There aren’t many other DSLRs this inexpensive, and, in our lab tests, the A390 beat both the Pentax K-x and the Nikon D3000. So we’d be much more enthusiastic in recommending the A390 were it not for its ergonomics. Handle the A390 yourself before making a decision. If it feels comfortable in your hand and you don’t mind the controls, then it could be the camera for you.

**Specifications: **

Imaging: 14.2MP effective, APS-C-sized CCD sensor captures images at 4592x3056 pixels with 12 bits/color in RAW mode.

Storage: Memory Stick PRO Duo, SD, and SDHC. Stores JPEG, ARW RAW, and RAW + JPEG files.

Burst Rate: Full-sized JPEGS (Fine mode): 2.5 frames per second up to card capacity. RAW (12-bit): Up to 6 shots at 2.5 fps.

AF System: TTL phase detection with 9 illuminated focus points (1 center cross-type). Single-shot and continuous with tracking. Tested sensitivity down to 0 EV (manufacturer's rating) at ISO 100, f/1.4.

Live View AF: TTL phase detection, as above.

Shutter speeds: 1/4000 to 30 sec plus B (1/3-EV increments).

Metering: TTL metering using 40-segment honeycomb pattern evaluative, center-weighted, partial and spot-metering, EV 2–20 EV (ISO 100).

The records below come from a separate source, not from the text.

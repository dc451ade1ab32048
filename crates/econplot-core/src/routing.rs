use std::collections::HashMap;
use std::sync::Arc;

use crate::adapters::{BlsAdapter, FileSource, FredAdapter};
use crate::config::SourceConfig;
use crate::data_source::{SeriesSource, SourceStatus};
use crate::http_client::{HttpClient, ReqwestHttpClient};
use crate::{PipelineError, SeriesRequest, SourceKind};

/// Registry mapping each source tag to its adapter.
///
/// Built once per process and shared read-only by every pipeline run.
pub struct SeriesRouter {
    sources: HashMap<SourceKind, Arc<dyn SeriesSource>>,
}

impl SeriesRouter {
    /// Registers the given adapters; a later adapter for the same kind
    /// replaces an earlier one.
    pub fn new(sources: Vec<Arc<dyn SeriesSource>>) -> Self {
        let sources = sources
            .into_iter()
            .map(|source| (source.kind(), source))
            .collect();
        Self { sources }
    }

    pub fn source(&self, kind: SourceKind) -> Option<&Arc<dyn SeriesSource>> {
        self.sources.get(&kind)
    }

    pub fn is_registered(&self, kind: SourceKind) -> bool {
        self.sources.contains_key(&kind)
    }

    /// Fails on the first request whose source has no adapter.
    ///
    /// Called before any fetch so an unusable request never costs a network
    /// round trip for the others.
    pub fn ensure_registered(&self, requests: &[SeriesRequest]) -> Result<(), PipelineError> {
        match requests
            .iter()
            .find(|request| !self.is_registered(request.source()))
        {
            Some(request) => Err(PipelineError::InvalidSource {
                identifier: request.identifier().to_owned(),
                source_tag: request.source().to_string(),
            }),
            None => Ok(()),
        }
    }

    /// Status of every known source kind, in a stable order. Unregistered
    /// kinds are reported as such.
    pub fn snapshots(&self) -> Vec<SourceSnapshot> {
        SourceKind::ALL
            .into_iter()
            .map(|kind| match self.sources.get(&kind) {
                Some(source) => SourceSnapshot {
                    kind,
                    registered: true,
                    status: source.status(),
                },
                None => SourceSnapshot {
                    kind,
                    registered: false,
                    status: SourceStatus::missing_credentials(kind, "no adapter registered"),
                },
            })
            .collect()
    }
}

impl std::fmt::Debug for SeriesRouter {
    fn fmt(&self, f: &mut std::fmt::Formatter<'_>) -> std::fmt::Result {
        let mut kinds: Vec<_> = self.sources.keys().copied().collect();
        kinds.sort();
        f.debug_struct("SeriesRouter").field("sources", &kinds).finish()
    }
}

/// Source snapshot used by the `sources` CLI command.
#[derive(Debug, Clone, PartialEq, Eq)]
pub struct SourceSnapshot {
    pub kind: SourceKind,
    pub registered: bool,
    pub status: SourceStatus,
}

impl SourceSnapshot {
    pub fn status_label(&self) -> &'static str {
        if !self.registered {
            "unregistered"
        } else if self.status.credentials_configured {
            "ready"
        } else {
            "missing_credentials"
        }
    }
}

/// Builder wiring the FRED, BLS and file sources to one HTTP client.
///
/// # Example
///
/// ```rust,ignore
/// use econplot_core::{SeriesRouterBuilder, SourceConfig};
///
/// let router = SeriesRouterBuilder::new()
///     .with_config(SourceConfig::from_env())
///     .build();
/// ```
#[derive(Default)]
pub struct SeriesRouterBuilder {
    config: SourceConfig,
    http_client: Option<Arc<dyn HttpClient>>,
    extra: Vec<Arc<dyn SeriesSource>>,
}

impl SeriesRouterBuilder {
    pub fn new() -> Self {
        Self::default()
    }

    pub fn with_config(mut self, config: SourceConfig) -> Self {
        self.config = config;
        self
    }

    /// Replaces the reqwest transport, typically with a canned-response fake.
    pub fn with_http_client(mut self, http_client: Arc<dyn HttpClient>) -> Self {
        self.http_client = Some(http_client);
        self
    }

    /// Registers an additional adapter, replacing the built-in one of the
    /// same kind.
    pub fn with_source(mut self, source: Arc<dyn SeriesSource>) -> Self {
        self.extra.push(source);
        self
    }

    pub fn build(self) -> SeriesRouter {
        let http_client = self
            .http_client
            .unwrap_or_else(|| Arc::new(ReqwestHttpClient::new()));

        let mut sources: Vec<Arc<dyn SeriesSource>> = vec![
            Arc::new(FredAdapter::from_config(Arc::clone(&http_client), &self.config)),
            Arc::new(BlsAdapter::from_config(http_client, &self.config)),
            Arc::new(FileSource::new()),
        ];
        sources.extend(self.extra);

        tracing::debug!(config = ?self.config, "series router built");
        SeriesRouter::new(sources)
    }
}

#[cfg(test)]
mod tests {
    use super::*;

    #[test]
    fn unregistered_source_is_rejected_with_identifier() {
        let router = SeriesRouter::new(vec![Arc::new(FileSource::new())]);
        let requests = vec![
            SeriesRequest::file("data.csv").expect("valid"),
            SeriesRequest::fred("UNRATE").expect("valid"),
        ];

        let err = router.ensure_registered(&requests).expect_err("must fail");
        assert!(matches!(
            err,
            PipelineError::InvalidSource { ref identifier, ref source_tag }
                if identifier == "UNRATE" && source_tag == "fred"
        ));
    }

    #[test]
    fn snapshots_cover_every_kind() {
        let router = SeriesRouter::new(vec![Arc::new(FileSource::new())]);
        let snapshots = router.snapshots();

        assert_eq!(snapshots.len(), 3);
        assert_eq!(snapshots[0].status_label(), "unregistered");
        assert_eq!(snapshots[2].kind, SourceKind::File);
        assert_eq!(snapshots[2].status_label(), "ready");
    }

    #[test]
    fn builder_registers_all_sources() {
        let router = SeriesRouterBuilder::new().build();
        assert!(SourceKind::ALL.iter().all(|kind| router.is_registered(*kind)));
    }
}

ISO Range: ISO 100–3200(in 1-EV increments).

Flash: built-in pop-up TTL autoflash with +/- 2-EV exposure compensation (1/3-EV increments), GN 33 (ISO 100, feet), covers 18mm lens field of view. Flash sync to 1/160 sec. Dedicated Sony/Minolta hot-shoe and wireless control of optional flash. Viewfinder: Fixed eye- level pentamirror.

LCD: 2.7-in. TFT with 230,400-dot resolution.

Output: Hi-Speed USB 2.0, mini HDMI video.

Battery: Rechargeable nP-Fh50 Li- ion, CIPA rating, 510 shots with optical viewfinder, 230 shots in live view mode.

Size/Weight: 5.1x3.9x3.4 in., 1.2 lb with card and battery.

Street Price: $600 with 18–55mm f/3.5–5.6 Sony DT Sam lens.